People think, in missions, their coworkers will be like Jesus. What they find is some are as impulsive as Peter or as power hungry as James and John. Some will doubt them, like Thomas and some are as demanding and as Paul. 

So missionaries hit the ground expecting to work with Jesus and instead they get disciples. It's awful!

You can get some toxic people, but that's usually not the case. These are all good, Jesus-loving people, who left home to change the world. And they are all living at a constant level of cross-cultural and ministerial stress that can make them act in some very un-Christlike ways.

Sometimes it's just we're all very different people, trying to get to the same place, by going in different directions.

So, if you have a missionary you pray for... when you pray for their protection, their cultural adjustment, language acquisition and success in ministry, pray too for their team. Pray for healthy relationships with teammates. For unity and friendship. For laughter and joy in the work.

Because joining the harvest is great. And we need to stay together until it's completed.


Monday, August 21, 2017

Facebook Church


A few years ago, Nancy and I were going through a rough time. Our marriage wasn't in jeopardy, but the relationship was definitely strained.  We had already purchased some tickets for a fun day out, so we had to use them.

The night before had been tense. That morning was tense. And even our time together throughout the day was awkward, as we tried to enjoy what we were doing, without resolution to our conflict.

We took the obligatory photos and posted them to Facebook. It's what you do when you're having a day of adventure with beautiful things to see. You share them with... well, everyone.

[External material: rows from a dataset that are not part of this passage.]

//! End-to-end tests for the HTTP interface.
//!
//! Requests go through the real router with a dummy printer (or a device path
//! that does not exist, to exercise printer failures).

use axum::{
    Router,
    body::{Body, to_bytes},
    http::{Request, StatusCode, header},
};
use image::{DynamicImage, ImageFormat, Rgb, RgbImage};
use std::io::Cursor;
use std::path::PathBuf;
use std::sync::Arc;
use tower::ServiceExt;

use promptslip::{
    server::{self, AppState, ServerConfig},
    sink::SinkConfig,
    topics::{StaticTopicSource, TopicSource},
};

const BOUNDARY: &str = "promptslip-test-boundary";

const TOPICS: &str = "\nCONVERSATION TOPICS\n========================================\n\n1. What made you smile today?\n\n========================================\n";

enum Part<'a> {
    Text(&'a str, &'a str),
    File {
        name: &'a str,
        filename: &'a str,
        content_type: &'a str,
        data: &'a [u8],
    },
}

fn multipart_body(parts: &[Part]) -> Vec<u8> {
    let mut body = Vec::new();
    for part in parts {
        body.extend(format!("--{}\r\n", BOUNDARY).as_bytes());
        match part {
            Part::Text(name, value) => {
                body.extend(format!("Content-Disposition: form-data; name=\"{}\"\r\n\r\n", name).as_bytes());
                body.extend(value.as_bytes());
            }
            Part::File {
                name,
                filename,
                content_type,
                data,
            } => {
                body.extend(
                    format!(
                        "Content-Disposition: form-data; name=\"{}\"; filename=\"{}\"\r\nContent-Type: {}\r\n\r\n",
                        name, filename, content_type
                    )
                    .as_bytes(),
                );
                body.extend(*data);
            }
        }
        body.extend(b"\r\n");
    }
    body.extend(format!("--{}--\r\n", BOUNDARY).as_bytes());
    body
}

fn print_request(parts: &[Part]) -> Request<Body> {
    Request::builder()
        .method("POST")
        .uri("/print")
        .header(
            header::CONTENT_TYPE,
            format!("multipart/form-data; boundary={}", BOUNDARY),
        )
        .body(Body::from(multipart_body(parts)))
        .unwrap()
}

fn png_bytes(width: u32, height: u32) -> Vec<u8> {
    let img = RgbImage::from_fn(width, height, |x, y| Rgb([(x * 4) as u8, (y * 4) as u8, 128]));
    let mut out = Cursor::new(Vec::new());
    DynamicImage::ImageRgb8(img)
        .write_to(&mut out, ImageFormat::Png)
        .unwrap();
    out.into_inner()
}

fn app_with(sink: SinkConfig, topics: Arc<dyn TopicSource>) -> Router {
    let config = ServerConfig {
        sink,
        ..ServerConfig::default()
    };
    server::router(Arc::new(AppState::new(config, topics)))
}

fn dummy_app() -> Router {
    app_with(
        SinkConfig::Dummy { output: None },
        Arc::new(StaticTopicSource::new(TOPICS)),
    )
}

fn location(response: &axum::response::Response) -> String {
    response
        .headers()
        .get(header::LOCATION)
        .expect("redirect has a location")
        .to_str()
        .unwrap()
        .to_string()
}

/// Decode the `conversation_text` query parameter of a redirect.
fn conversation_text(location: &str) -> String {
    let query = location.split_once('?').map(|(_, q)| q).unwrap_or("");
    url::form_urlencoded::parse(query.as_bytes())
        .find(|(key, _)| key == "conversation_text")
        .map(|(_, value)| value.into_owned())
        .unwrap_or_default()
}

async fn body_text(response: axum::response::Response) -> String {
    let bytes = to_bytes(response.into_body(), usize::MAX).await.unwrap();
    String::from_utf8(bytes.to_vec()).unwrap()
}

#[tokio::test]
async fn test_image_with_generated_topics_redirects() {
    let png = png_bytes(40, 30);
    let response = dummy_app()
        .oneshot(print_request(&[Part::File {
            name: "file",
            filename: "photo.png",
            content_type: "image/png",
            data: &png,
        }]))
        .await
        .unwrap();

    assert_eq!(response.status(), StatusCode::SEE_OTHER);
    let location = location(&response);
    assert!(location.starts_with("/?success=true&conversation_text="));
    assert!(conversation_text(&location).contains("CONVERSATION TOPICS"));
}

#[tokio::test]
async fn test_raw_text_printed_sanitized() {
    let response = dummy_app()
        .oneshot(print_request(&[Part::Text("raw_text", "“Hello”, it’s working — right…?")]))
        .await
        .unwrap();

    assert_eq!(response.status(), StatusCode::SEE_OTHER);
    assert_eq!(
        conversation_text(&location(&response)),
        "\"Hello\", it's working -- right...?"
    );
}

#[tokio::test]
async fn test_blank_raw_text_uses_topics() {
    let response = dummy_app()
        .oneshot(print_request(&[
            Part::Text("raw_text", "   "),
            Part::Text("user_prompt", "travel"),
        ]))
        .await
        .unwrap();

    assert_eq!(response.status(), StatusCode::SEE_OTHER);
    assert_eq!(conversation_text(&location(&response)), TOPICS);
}

#[tokio::test]
async fn test_unsupported_content_type_rejected() {
    let response = dummy_app()
        .oneshot(print_request(&[Part::File {
            name: "file",
            filename: "notes.txt",
            content_type: "text/plain",
            data: b"definitely not an image",
        }]))
        .await
        .unwrap();

    assert_eq!(response.status(), StatusCode::BAD_REQUEST);
    assert_eq!(body_text(response).await, "Unsupported file type");
}

#[tokio::test]
async fn test_corrupt_image_rejected() {
    let response = dummy_app()
        .oneshot(print_request(&[Part::File {
            name: "file",
            filename: "broken.jpg",
            content_type: "image/jpeg",
            data: b"\xFF\xD8\xFF\xE0 truncated",
        }]))
        .await
        .unwrap();

    assert_eq!(response.status(), StatusCode::BAD_REQUEST);
}

#[tokio::test]
async fn test_overly_tall_image_rejected() {
    let png = png_bytes(1, 2000);
    let response = dummy_app()
        .oneshot(print_request(&[Part::File {
            name: "file",
            filename: "strip.png",
            content_type: "image/png",
            data: &png,
        }]))
        .await
        .unwrap();

    assert_eq!(response.status(), StatusCode::BAD_REQUEST);
}

#[tokio::test]
async fn test_printer_failure_is_500() {
    let app = app_with(
        SinkConfig::Device {
            path: PathBuf::from("/nonexistent/promptslip-lp0"),
            baud: None,
        },
        Arc::new(StaticTopicSource::new(TOPICS)),
    );
    let response = app
        .oneshot(print_request(&[Part::Text("raw_text", "hello")]))
        .await
        .unwrap();

    assert_eq!(response.status(), StatusCode::INTERNAL_SERVER_ERROR);
    assert!(body_text(response).await.contains("/nonexistent/promptslip-lp0"));
}

#[tokio::test]
async fn test_dummy_output_saved() {
    let path = std::env::temp_dir().join(format!("promptslip-http-{}.escpos", std::process::id()));
    let app = app_with(
        SinkConfig::Dummy {
            output: Some(path.clone()),
        },
        Arc::new(StaticTopicSource::new(TOPICS)),
    );
    let response = app
        .oneshot(print_request(&[Part::Text("raw_text", "saved slip")]))
        .await
        .unwrap();
    assert_eq!(response.status(), StatusCode::SEE_OTHER);

    let bytes = std::fs::read(&path).unwrap();
    std::fs::remove_file(&path).ok();
    // ESC @, spacer, text, GS V B 0
    assert!(bytes.starts_with(b"\x1b@\n"));
    assert!(bytes.windows(10).any(|w| w == b"saved slip"));
    assert!(bytes.ends_with(&[0x1D, 0x56, 0x42, 0x00]));
}

#[tokio::test]
async fn test_index_shows_printed_text() {
    let response = dummy_app()
        .oneshot(
            Request::builder()
                .uri("/?success=true&conversation_text=1.+Why%3F")
                .body(Body::empty())
                .unwrap(),
        )
        .await
        .unwrap();

    assert_eq!(response.status(), StatusCode::OK);
    let html = body_text(response).await;
    assert!(html.contains("1. Why?"));
}

#[tokio::test]
async fn test_banner_flow() {
    let app = dummy_app();

    let response = app
        .clone()
        .oneshot(
            Request::builder()
                .method("POST")
                .uri("/banner")
                .header(header::CONTENT_TYPE, "application/x-www-form-urlencoded")
                .body(Body::from("text=HELLO+WORLD"))
                .unwrap(),
        )
        .await
        .unwrap();
    assert_eq!(response.status(), StatusCode::SEE_OTHER);
    let page = location(&response);
    assert!(page.starts_with("/banner/"));

    let response = app
        .clone()
        .oneshot(Request::builder().uri(&page).body(Body::empty()).unwrap())
        .await
        .unwrap();
    assert_eq!(response.status(), StatusCode::OK);
    assert!(body_text(response).await.contains("HELLO WORLD"));

    let response = app
        .clone()
        .oneshot(
            Request::builder()
                .uri(format!("{}/image.png", page))
                .body(Body::empty())
                .unwrap(),
        )
        .await
        .unwrap();
    assert_eq!(response.status(), StatusCode::OK);
    assert_eq!(response.headers()[header::CONTENT_TYPE], "image/png");
    let png = to_bytes(response.into_body(), usize::MAX).await.unwrap();
    let decoded = image::load_from_memory(&png).unwrap();
    assert_eq!(decoded.width(), 576);

    let response = app
        .oneshot(
            Request::builder()
                .method("POST")
                .uri(format!("{}/print", page))
                .body(Body::empty())
                .unwrap(),
        )
        .await
        .unwrap();
    assert_eq!(response.status(), StatusCode::SEE_OTHER);
    assert!(location(&response).ends_with("?printed=true"));
}

#[tokio::test]
async fn test_unknown_banner_is_404() {
    let app = dummy_app();
    for uri in [
        "/banner/00000000-0000-0000-0000-000000000000",
        "/banner/not-a-token/image.png",
    ] {
        let response = app
            .clone()
            .oneshot(Request::builder().uri(uri).body(Body::empty()).unwrap())
            .await
            .unwrap();
        assert_eq!(response.status(), StatusCode::NOT_FOUND, "{}", uri);
    }
}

People liked and commented on the pictures. And everything was fine until someone wrote, "Wow. I wish I had your life."

I was heart sick. No. Not today you don't. Beautiful pictures, of a beautiful place, with smiling faces didn't tell the whole story. I felt like I had posted a lie.

But I have to wonder, how much different is that from my Sunday morning? I show up to church, showered, smiling, handshakes and hugs. "I'm good! How are you? How's the family? Hows your week? Good weather. Great game! Wonderful worship. Great message. So good to see you. Hope you're doing well. See you next week."

I can show up, participate, but never engage. I can spend time with people, listen to people and leave without them ever really knowing who or how I am. I can get the "likes," "hearts," and "smiley faces" that feed my ego without ever sharing how much I'm struggling.

Facebook's got nothing on a church lobby. The narthex was Facebook way before Facebook. It's where I can be real, but not too real. It's where I can "post an image" that's as fake as a whitewashed tomb.

When I don't tell the truth of who or how I am I cheat myself. There is nothing more humbling, there is nothing more healing than the acceptance and outpouring of support from a loving community. If we never admit our brokenness, we can never experience the wonder of unconditional love.

And we cheat everyone around us. Who wants to share a struggle with someone who never seems to have one?  Who can see God's glory if I am always displaying mine.

I get it, it can be scary to tell the whole story. And I understand, not every place is safe to do so. I also believe it's a better way to live. It's the way Christ asks us to live. Because only then, when someone says, "Wow. I wish I had your life," they will truly understand what they are asking for.